Javascript - Sanitize Malicious code from file (string)

Question 1

Instead of having them include var IAmGoodData =, make them simply provide JSON (which is basically what the rest of the file is, or seems to be). Then you parse it as JSON, using JSON.parse(). If it fails, they either didn't follow the JSON format well, or have external code, and in either case you would ignore the response.

For example, you'd expect data from the external file like:

[
{ Name :'test', Type:'Test2' },
{ Name :'test1', Type:'Test21' },
{ Name :'test2', Type:'Test22' }
]

which needs to be properly serialized as JSON (double quotes instead of single quotes, and double quotes around the keys). In your code, you'd use:

var json;
try {
    json = JSON.parse(client.responseText);
catch (ex) {
    // Invalid JSON
}

if (json) {
    // Do something with the response
}

Then you could loop over json and access the Name and Type properties of each.

Random Note:

In your client.onreadystatechange callback, make sure you check client.readyState === 4 && client.status === 200, to know that the request was successful and is done.

Question 2

This is extremely difficult to do. There are no intrinsically malicious keywords or functions in JavaScript, there are malicious applications. You could be getting false positives for "malicious" activity and prevent a legitimate code with a real purpose from being executed. And at the same time, anyone with a little bit of imagination could bypass any "preventive" method you may implement.

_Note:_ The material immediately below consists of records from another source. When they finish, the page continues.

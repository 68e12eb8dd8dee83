//! Staging of auxiliary host paths into a build context.

use crate::{CompileError, CompileResult};
use ci2docker_config::{CopyPath, expand_path};
use ci2docker_core::CopySpec;
use std::path::Path;
use tracing::debug;
use walkdir::WalkDir;

/// Copy every path into `work_dir` and return the matching copy instructions,
/// in input order.
///
/// Each source lands under its base name; whatever was there before is
/// removed first, so repeated runs with an unchanged source produce identical
/// contents.
pub fn resolve_copies(paths: &[CopyPath], work_dir: &Path) -> CompileResult<Vec<CopySpec>> {
    paths
        .iter()
        .map(|copy| {
            let relative = stage_path(&copy.src, work_dir)?;
            Ok(CopySpec::new(relative, copy.dest.clone()))
        })
        .collect()
}

/// Copy `src` (expanded) into `work_dir`, returning its context-relative path.
fn stage_path(src: &str, work_dir: &Path) -> CompileResult<String> {
    let src = expand_path(src);
    if !src.exists() {
        return Err(CompileError::CopySourceMissing(src));
    }
    let Some(name) = src.file_name() else {
        return Err(CompileError::CopySourceMissing(src));
    };

    let dest = work_dir.join(name);
    if dest.is_dir() {
        std::fs::remove_dir_all(&dest)?;
    } else if dest.exists() {
        std::fs::remove_file(&dest)?;
    }

    debug!(src = %src.display(), dest = %dest.display(), "Staging copy path");
    if src.is_dir() {
        copy_tree(&src, &dest)?;
    } else {
        std::fs::create_dir_all(work_dir)?;
        std::fs::copy(&src, &dest)?;
    }

    Ok(name.to_string_lossy().into_owned())
}

/// Copy a directory tree, keeping file and directory permissions.
fn copy_tree(src: &Path, dest: &Path) -> std::io::Result<()> {
    // Directory modes are applied once the tree is filled, deepest first,
    // so a read-only source directory can still receive its children.
    let mut dir_permissions = Vec::new();
    for entry in WalkDir::new(src).follow_links(true) {
        let entry = entry?;
        let Ok(relative) = entry.path().strip_prefix(src) else {
            continue;
        };
        let target = dest.join(relative);
        if entry.file_type().is_dir() {
            std::fs::create_dir_all(&target)?;
            dir_permissions.push((target, entry.metadata()?.permissions()));
        } else {
            std::fs::copy(entry.path(), &target)?;
        }
    }
    for (dir, permissions) in dir_permissions.into_iter().rev() {
        std::fs::set_permissions(&dir, permissions)?;
    }
    Ok(())
}

#[cfg(test)]
mod tests {
    use super::*;
    use std::collections::BTreeMap;

    fn snapshot(root: &Path) -> BTreeMap<String, Vec<u8>> {
        WalkDir::new(root)
            .into_iter()
            .filter_map(|e| e.ok())
            .filter(|e| e.file_type().is_file())
            .map(|e| {
                let rel = e.path().strip_prefix(root).unwrap().display().to_string();
                (rel, std::fs::read(e.path()).unwrap())
            })
            .collect()
    }

    fn source_tree(root: &Path) -> std::path::PathBuf {
        let src = root.join("ssh");
        std::fs::create_dir_all(src.join("keys")).unwrap();
        std::fs::write(src.join("id_rsa.pub"), "ssh-rsa AAAA").unwrap();
        std::fs::write(src.join("keys").join("deploy"), "secret").unwrap();
        src
    }

    #[test]
    fn test_copy_tree_into_context() {
        let dir = tempfile::tempdir().unwrap();
        let src = source_tree(dir.path());
        let work_dir = dir.path().join("out").join("1");

        let copies = resolve_copies(
            &[CopyPath::new(src.display().to_string(), "$HOME/.ssh")],
            &work_dir,
        )
        .unwrap();

        assert_eq!(copies, vec![CopySpec::new("ssh", "$HOME/.ssh")]);
        assert_eq!(snapshot(&work_dir.join("ssh")), snapshot(&src));
    }

    #[test]
    fn test_repeated_copy_is_identical() {
        let dir = tempfile::tempdir().unwrap();
        let src = source_tree(dir.path());
        let work_dir = dir.path().join("out");
        let paths = [CopyPath::new(src.display().to_string(), "/root/.ssh")];

        resolve_copies(&paths, &work_dir).unwrap();
        let first = snapshot(&work_dir.join("ssh"));
        // Stale files in the destination are replaced, not merged.
        std::fs::write(work_dir.join("ssh").join("stale"), "old").unwrap();
        resolve_copies(&paths, &work_dir).unwrap();
        let second = snapshot(&work_dir.join("ssh"));

        assert_eq!(first, second);
        assert!(!work_dir.join("ssh").join("stale").exists());
    }

    #[cfg(unix)]
    #[test]
    fn test_copy_tree_keeps_directory_modes() {
        use std::os::unix::fs::PermissionsExt;

        let dir = tempfile::tempdir().unwrap();
        let src = source_tree(dir.path());
        std::fs::set_permissions(&src, std::fs::Permissions::from_mode(0o700)).unwrap();
        std::fs::set_permissions(src.join("keys"), std::fs::Permissions::from_mode(0o750))
            .unwrap();
        let work_dir = dir.path().join("out");

        resolve_copies(
            &[CopyPath::new(src.display().to_string(), "$HOME/.ssh")],
            &work_dir,
        )
        .unwrap();

        let mode = |path: &Path| std::fs::metadata(path).unwrap().permissions().mode() & 0o777;
        assert_eq!(mode(&work_dir.join("ssh")), 0o700);
        assert_eq!(mode(&work_dir.join("ssh").join("keys")), 0o750);
        assert_eq!(snapshot(&work_dir.join("ssh")), snapshot(&src));
    }

    #[test]
    fn test_missing_source() {
        let dir = tempfile::tempdir().unwrap();
        let missing = dir.path().join("missing");
        let err = resolve_copies(
            &[CopyPath::new(missing.display().to_string(), "/x")],
            dir.path(),
        )
        .unwrap_err();
        assert!(matches!(err, CompileError::CopySourceMissing(path) if path == missing));
    }

    #[test]
    fn test_copy_single_file() {
        let dir = tempfile::tempdir().unwrap();
        let src = dir.path().join("netrc");
        std::fs::write(&src, "machine github.com").unwrap();
        let work_dir = dir.path().join("ctx");

        let copies = resolve_copies(
            &[CopyPath::new(src.display().to_string(), "/root/.netrc")],
            &work_dir,
        )
        .unwrap();
        assert_eq!(copies[0].src, "netrc");
        assert_eq!(
            std::fs::read_to_string(work_dir.join("netrc")).unwrap(),
            "machine github.com"
        );
    }
}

I'd suggest you look for a different approach. This is one of those problems (like CAPTCHA) in which it's trivial for a human to solve while for a machine is practically impossible to do so. You could try having a moderator or some human evaluator to interpret the code and accept it.

Question 3

You should have them provide valid JSON rather than arbitrary Javascript.
You can then call JSON.parse() to read their data without any risk of code execution.

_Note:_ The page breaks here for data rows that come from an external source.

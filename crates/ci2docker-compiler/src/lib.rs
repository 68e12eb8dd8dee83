//! Build context generation for ci2docker.
//!
//! For every variant of the environment matrix this crate writes:
//! - one script per pipeline stage, replaying variables exported earlier
//! - the image definition and entrypoint script
//! - helper scripts to build and run the image

pub mod compiler;
pub mod copy;
pub mod error;
pub mod fs;
pub mod render;
pub mod scripts;
pub mod section;

pub use compiler::Compiler;
pub use error::{CompileError, CompileResult};
pub use render::{AskamaRenderer, HelperContext, RenderContext, Renderer};
pub use section::{StageOutput, VariantContext, compile_stage};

In short, data is not code, and should not be able to contain code.

Question 4

You shouldn't. The user should be allowed to type whatever they want, and it's your job to display it.

It all depends on where it is being put, of course:

Database: mysql_real_escape_string or equivalent for whatever engine you're using.
HTML: htmlspecialchars in PHP, createTextNode or .replace(/</g,"<") in JavaScript
JavaScript: json_encode in PHP, JSON.stringify in JavaScript.

At the end of the day, just don't be Yahoo